=== Records to use ===
//! Navigate module
//!
//! Working-directory bookkeeping for FTP sessions. Paths are virtual: full
//! canonicalization and permission checks belong to the storage layer, which
//! this server does not include.

mod operations;

pub use operations::{ROOT_PATH, change_directory};
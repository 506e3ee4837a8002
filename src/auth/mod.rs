//! Authentication system
//!
//! Handles credential storage and validation behind the `Authenticator` trait.

pub mod credentials;
pub mod validator;

pub use credentials::{ANONYMOUS_USER, UserStore};
pub use validator::Authenticator;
===
**Task description**
Produce exactly the lines from the one containing "repository 506e3ee4837a8002" through the final line of the records above, both included, and no others.

**Reply to the task**
repository 506e3ee4837a8002
filename src/auth/mod.rs
//! Authentication system
//!
//! Handles credential storage and validation behind the `Authenticator` trait.

pub mod credentials;
pub mod validator;

pub use credentials::{ANONYMOUS_USER, UserStore};
pub use validator::Authenticator;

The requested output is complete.